Click photo to enlarge
Henry Odeyemi finds a hat with a familar slogan as he shops at Halloween Headquarters in Walnut Creek with his daughter Aubrie Odeyemi and wife Sara Odeyemi. (Susan Tripp Pollard/Staff)
In about three weeks, Halloween shopping chaos will ensue.

Shoppers still have some time to browse aisles at their leisure, but costume-finding crunch time is almost here.

Most Halloween stores have been open for at least a month, stocked full of witch hats, sexy nurse outfits and pirate ensembles.

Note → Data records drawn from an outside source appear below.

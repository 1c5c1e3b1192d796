use super::*;

#[test]
fn insert_keeps_first_seen_order() {
    let mut set = ThemeSet::new();
    for t in ["common", "ugc", "common", "anime", "ugc"] {
        set.insert(t);
    }
    assert_eq!(set.ids(), ["common", "ugc", "anime"]);
    assert_eq!(set.manifest_ids().collect::<Vec<_>>(), ["common", "anime"]);
}

#[test]
fn family_becomes_custom() {
    let mut set = ThemeSet::new();
    set.insert("family");
    set.canonicalize();
    assert_eq!(set.ids(), ["custom"]);
}

#[test]
fn aliases_merge_into_existing_targets() {
    let mut set = ThemeSet::new();
    for t in ["action", "cc2", "family", "common"] {
        set.insert(t);
    }
    set.canonicalize();
    assert_eq!(set.ids(), ["action", "common", "custom"]);
}

#[test]
fn theme_list_round_trips_through_xml() {
    let mut set = ThemeSet::new();
    set.insert("common");
    set.insert("ugc");
    let xml = set.to_theme_list(r#"<?xml version="1.0"?>"#).unwrap();
    assert_eq!(
        String::from_utf8(xml.clone()).unwrap(),
        r#"<?xml version="1.0"?><themes><theme>common</theme><theme>ugc</theme></themes>"#
    );
    assert_eq!(parse_theme_list(&xml).unwrap(), ["common", "ugc"]);
}

#[test]
fn empty_theme_list_is_self_closing() {
    let xml = ThemeSet::new().to_theme_list("").unwrap();
    assert_eq!(xml, b"<themes/>");
}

But although more people dress up for Halloween each year, most still wait until the last minute.

Catering to that final rush requires months of planning.

"What other retail stores take 12 months to perfect, we have to do in two months," said Tonia Farinha, director of marketing for the West Coast Division office of Spirit Halloween Superstores. "You can't open 540 stores without planning and perfect execution."

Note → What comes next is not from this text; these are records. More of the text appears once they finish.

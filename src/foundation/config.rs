use std::path::{Path, PathBuf};

use anyhow::Context;

use crate::foundation::error::MoviepackResult;

/// Default XML declaration prepended to generated manifests.
pub const DEFAULT_XML_HEADER: &str = r#"<?xml version="1.0" encoding="utf-8"?>"#;

#[derive(Clone, Debug, PartialEq, Eq, serde::Serialize, serde::Deserialize)]
#[serde(rename_all = "camelCase")]
/// Storage roots and output options for the movie codec.
pub struct CodecConfig {
    /// Root of the shared theme tree (`<root>/<themeId>/...`).
    pub shared_content_root: PathBuf,
    /// Root of the per-user asset store. Used for user clip paths only when the asset store
    /// exposes no file paths of its own.
    pub user_content_root: PathBuf,
    /// XML declaration written in front of every generated XML member.
    #[serde(default = "default_xml_header")]
    pub xml_header: String,
    /// Root of the static client files holding bundled fonts. Falls back to
    /// `shared_content_root` when unset.
    #[serde(default)]
    pub client_root: Option<PathBuf>,
    /// Themes seeded into every packed theme set before traversal.
    #[serde(default)]
    pub always_include_themes: Vec<String>,
}

fn default_xml_header() -> String {
    DEFAULT_XML_HEADER.to_string()
}

impl CodecConfig {
    /// Build a config with default header and no seeded themes.
    pub fn new(shared_content_root: impl Into<PathBuf>, user_content_root: impl Into<PathBuf>) -> Self {
        Self {
            shared_content_root: shared_content_root.into(),
            user_content_root: user_content_root.into(),
            xml_header: default_xml_header(),
            client_root: None,
            always_include_themes: Vec::new(),
        }
    }

    /// Replace the XML declaration.
    pub fn with_xml_header(mut self, header: impl Into<String>) -> Self {
        self.xml_header = header.into();
        self
    }

    /// Set the static client root used for bundled fonts.
    pub fn with_client_root(mut self, root: impl Into<PathBuf>) -> Self {
        self.client_root = Some(root.into());
        self
    }

    /// Seed `themes` into every packed theme set.
    pub fn with_always_include_themes<I, S>(mut self, themes: I) -> Self
    where
        I: IntoIterator<Item = S>,
        S: Into<String>,
    {
        self.always_include_themes = themes.into_iter().map(Into::into).collect();
        self
    }

    /// Load a config from a JSON file.
    pub fn from_json_file(path: &Path) -> MoviepackResult<Self> {
        let text = std::fs::read_to_string(path)
            .with_context(|| format!("read codec config '{}'", path.display()))?;
        let cfg = serde_json::from_str(&text)
            .with_context(|| format!("parse codec config '{}'", path.display()))?;
        Ok(cfg)
    }

    /// Directory holding bundled `FontFile*.swf` resources.
    pub fn font_dir(&self) -> PathBuf {
        self.client_root
            .as_deref()
            .unwrap_or(&self.shared_content_root)
            .join("go")
            .join("font")
    }

    /// Path of a theme's manifest file.
    pub fn theme_manifest_path(&self, theme_id: &str) -> PathBuf {
        self.shared_content_root.join(theme_id).join("theme.xml")
    }
}

#[cfg(test)]
#[path = "../../tests/unit/foundation/config.rs"]
mod tests;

Consumers will spend about $5.07 billion this year on Halloween fare, according to the National Retail Federation, a Washington, D.C.-based trade group. This year's estimate is a 2 percent increase over the $4.96 billion spent last year.

"Halloween should give retailers a nice boost in sales as they open the crucial fourth quarter," said Tracy Mullin, president and chief executive of the National Retail Federation.

The group also predicts that individual Halloween shoppers will spend an average of $64.82 in 2007, a 10 percent jump compared with $59.06 one year ago.

Seasonal stores are also growing. Spirit Superstores is operating 540 stores this year, more than double the 249 stores it had in 2004.


Advertisement

The chain has 30 stores in the Bay Area this year. Joseph and Tamara Marver founded the company in Hayward 24 years ago and then sold it to Spencer Gifts LLC in 1999.

Farinha said most of the growth comes from adults, who have started dressing up more in recent years. Some of the most popular costumes are the "sexy, flirty" variety for women.

"Halloween is the one time of year you act as crazy and look as crazy as you want, and it's perfectly acceptable," said Stephan Brown, manager of Halloween Headquarters in Walnut Creek.

Different "must-have" costumes come out every year, usually tied to the year's most popular movies or television shows, Farinha said. This year, those would be "Superman," "Pirates of the Caribbean" and "Hannah Montana."

"More than half the people who come in here don't know what they're looking for," Brown said. "I love helping find what they want. I give a little girl a princess costume, and she loves it. That's the best part of the job."

This is Brown's sixth year working for Halloween Headquarters, a Dixon-based chain that is operating 10 stores in the Bay Area this year.

Brown, a student at Skyline College in San Bruno, started out as a cashier. He takes classes during the spring and summer and takes off the fall semester to accommodate the Halloween retail season.

"It's something I can rely on every year," he said. "We get a lot of returning employees."

Retailers such as Spirit and Halloween Headquarters start opening their sites in late August and early September.

Finding store locations depends on what empty properties are available for short-term leases, Farinha said.

"We try to go back to repeat locations," she said. "We just scout the area for locations that meet our criteria, locations that are visible to customers and have high traffic."

The busiest days are normally Halloween and the day before. Most stores close a day or two after Halloween, after a 50 percent off sale.

Halloween Headquarters stores some of its leftover merchandise at a warehouse in Dixon or sells it at its only year-round location, in Santa Cruz.

"We don't have to sell everything," Brown said. "Certain items we can sell year after year. A tombstone is a tombstone."

Halloween retailers use the off-season to buy products and find leases for the next season.

"We have a huge team that work preparing these stores all year around," Farinha said. "As soon as we close, we immediately start planning for 2008."